でもそれをギュスターヴ様に悟られることが無いように、無理矢理に笑顔を作り「ささいなこと」と言い切る。
初夜に夫が寝室に来ないなんて、私の家に仕えてくれている使用人達からよく聞いていたお芝居に近いことが自分の身に起きるとは思わなかったけれど、私はそんな芝居の主人公にはなるつもりはない。
主人公になるなら、幸せに溺愛される女主人公、これ以外あり得ないのだから。
「シュテフイーナ! あなたはなんて素晴らしい人なんだろう。猫になるくらいなんでもないと言ってもらえるなんて私はこの国一番の幸せな男だ」
私の告白に、ギュスターヴ様が感極まった様子で声をあげるけれど、私は内心苦笑いするしかない。
だってこの国一番の幸せな男なら、初夜に猫になんてならないと思う。
この国一番の幸せな男じゃなく、これでは可哀相な男になってしまうのではないだろうか。
こっそりとそう思いながら、一体何が理由でそうなったのか早く教えて欲しいと少しだけ苛々する。

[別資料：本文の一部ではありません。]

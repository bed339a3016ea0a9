use std::fmt::{self, Display, Formatter};
use std::str::FromStr;

use anyhow::anyhow;
use common::div_or_zero;
use engine::GameState as GameStateTrait;
use engine::Heuristic;

use crate::{GameState, CORNERS};

/// Disc difference as a share of all discs on the board.
pub fn piece_count(state: &GameState) -> f32 {
    let (zero, one) = state.disc_counts();
    let (zero, one) = (zero as f32, one as f32);

    div_or_zero(zero - one, zero + one)
}

/// Like `piece_count`, but a player's discs count double for every corner they own, and discs on
/// the squares next to an empty corner (which hand that corner to the opponent) are discounted.
pub fn corners(state: &GameState) -> f32 {
    let (zero, one) = state.disc_counts();
    let mut scores = [zero as f32, one as f32];

    for corner in CORNERS.iter() {
        if let Some(owner) = owner_of(state, corner.square) {
            scores[owner] *= 2.0;
            continue;
        }

        if let Some(owner) = owner_of(state, corner.x_square) {
            scores[owner] *= 0.75;
        }

        for c_square in corner.c_squares {
            if let Some(owner) = owner_of(state, c_square) {
                scores[owner] *= 0.9;
            }
        }
    }

    div_or_zero(scores[0] - scores[1], scores[0] + scores[1])
}

fn owner_of(state: &GameState, square: u64) -> Option<usize> {
    state.boards.iter().position(|board| board & square != 0)
}

#[derive(Clone, Copy, Debug, Default, PartialEq, Eq)]
pub enum HeuristicKind {
    #[default]
    PieceCount,
    Corners,
}

impl Heuristic<GameState> for HeuristicKind {
    /// Finished games are scored with their exact value.
    fn evaluate(&self, state: &GameState) -> f32 {
        if let Ok(value) = state.terminal_value() {
            return value;
        }

        match self {
            HeuristicKind::PieceCount => piece_count(state),
            HeuristicKind::Corners => corners(state),
        }
    }
}

impl FromStr for HeuristicKind {
    type Err = anyhow::Error;

    fn from_str(s: &str) -> Result<Self, Self::Err> {
        match s.trim().to_lowercase().as_str() {
            "piece-count" | "piece_count" | "0" => Ok(HeuristicKind::PieceCount),
            "corners" | "1" => Ok(HeuristicKind::Corners),
            _ => Err(anyhow!(
                "Unknown heuristic {:?}, expected \"piece-count\" or \"corners\"",
                s
            )),
        }
    }
}

impl Display for HeuristicKind {
    fn fmt(&self, f: &mut Formatter) -> fmt::Result {
        match self {
            HeuristicKind::PieceCount => write!(f, "piece-count"),
            HeuristicKind::Corners => write!(f, "corners"),
        }
    }
}

#[cfg(test)]
mod tests {
    use super::*;
    use crate::Action;
    use assert_approx_eq::assert_approx_eq;
    use engine::Player;

    const EMPTY: &str = "--------";

    #[test]
    fn test_initial_position_is_even() {
        let state = GameState::initial();
        assert_eq!(piece_count(&state), 0.0);
        assert_eq!(corners(&state), 0.0);
    }

    #[test]
    fn test_piece_count_after_opening() {
        let state = GameState::initial().take_action(&Action::new(2, 4)).unwrap();
        assert_approx_eq!(piece_count(&state), 0.6);
    }

    #[test]
    fn test_empty_board_scores_zero() {
        let state = GameState::from_rows([EMPTY; 8], Player::Zero).unwrap();
        assert_eq!(piece_count(&state), 0.0);
        assert_eq!(corners(&state), 0.0);
    }

    #[test]
    fn test_corners_doubles_corner_owner_and_discounts_x_square() {
        let state = GameState::from_rows(
            ["0-------", EMPTY, EMPTY, "---0----", "---11---", EMPTY, "------1-", EMPTY],
            Player::One,
        )
        .unwrap();

        // Zero: 2 discs doubled for the corner. One: 3 discs, next to the empty bottom right
        // corner.
        assert_approx_eq!(corners(&state), (4.0 - 2.25) / 6.25);
        assert_approx_eq!(piece_count(&state), -0.2);
    }

    #[test]
    fn test_corners_discounts_each_c_square() {
        let state = GameState::from_rows(
            ["-0------", "0-------", EMPTY, "---01---", "---10---", EMPTY, EMPTY, EMPTY],
            Player::Zero,
        )
        .unwrap();

        let zero = 4.0 * 0.9 * 0.9;
        assert_approx_eq!(corners(&state), (zero - 2.0) / (zero + 2.0));
    }

    #[test]
    fn test_kind_scores_finished_games_exactly() {
        let state = GameState::from_rows(
            ["0-1-----", EMPTY, EMPTY, EMPTY, EMPTY, EMPTY, EMPTY, "-----1-1"],
            Player::Zero,
        )
        .unwrap();

        assert!(state.is_terminal());
        assert_approx_eq!(piece_count(&state), -0.5);
        assert_eq!(HeuristicKind::PieceCount.evaluate(&state), -1.0);
        assert_eq!(HeuristicKind::Corners.evaluate(&state), -1.0);
    }

    #[test]
    fn test_kind_delegates_on_unfinished_games() {
        let state = GameState::initial().take_action(&Action::new(2, 4)).unwrap();
        assert_approx_eq!(HeuristicKind::PieceCount.evaluate(&state), 0.6);
        assert_approx_eq!(HeuristicKind::Corners.evaluate(&state), corners(&state));
    }

    #[test]
    fn test_parse_kind() {
        assert_eq!("piece-count".parse::<HeuristicKind>().unwrap(), HeuristicKind::PieceCount);
        assert_eq!("Corners".parse::<HeuristicKind>().unwrap(), HeuristicKind::Corners);
        assert_eq!("1".parse::<HeuristicKind>().unwrap(), HeuristicKind::Corners);
        assert!("mobility".parse::<HeuristicKind>().is_err());
    }

    #[test]
    fn test_kind_display_parses_back() {
        for kind in [HeuristicKind::PieceCount, HeuristicKind::Corners] {
            assert_eq!(kind.to_string().parse::<HeuristicKind>().unwrap(), kind);
        }
    }
}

「ギュスターヴ様、何が起きて猫の姿になるようになったのですか?」
「やはり、話さないと駄目だろうか」
「私はあなたの妻になったのに、大事なお話を教えて頂けないのですか?」
話さないつもりなら、猫になる件も墓場まで持っていく秘密にして欲しかったとばかりに、じっとりと恨めしげにギュスターヴ様を上目遣いに見る。
こんな風に中途半端に話すことすらせず、猫になってしまうからという理由すら話さない。そういう選択は確かに出来た、ただその場合、私達の間に大きな大きな溝が出来てしまっただろう、初夜を理由もなく無視されたのだと生涯恨むことになったと思う。
猫になってしまうと言われていた今だって本心から許せていないのだから、絶対に遺恨は残った筈だ。
「そうですよね、大事なお話ですもの私なんかに話せませんよね」
じいいっと視線を合わせてから、俯き口元に手を当てる。
ギュスターヴ様は優しいし、私の涙にとっても弱いのはこの三ヶ月間の付き合いで良く知っている。
なにせ、お芝居を見に行って感動した私が涙ぐむ程度でもオロオロしてしまう人なのだから、平民の言葉で言えばチョロい人なのだ。
「ち、違っ。シュテフイーナ! 私はそんなつもりじゃ」
「私、一晩心細い思いをしましたのよ。ギュスターヴ様が私を望んで早く結婚したいと言ってくださったのは、夢だったのかもしれないと」
わざとらしく鼻をスンと鳴らすと、ギュスターヴ様は息を飲み、慌てたように私の肩に手を置いて「す、すまないっ」とまた慌てて手を離す。
平民言葉で言う『チョロい』人だ。でも、こういうところが好きになった理由だったりするのは、誰にも話したことはないけれど本心だ。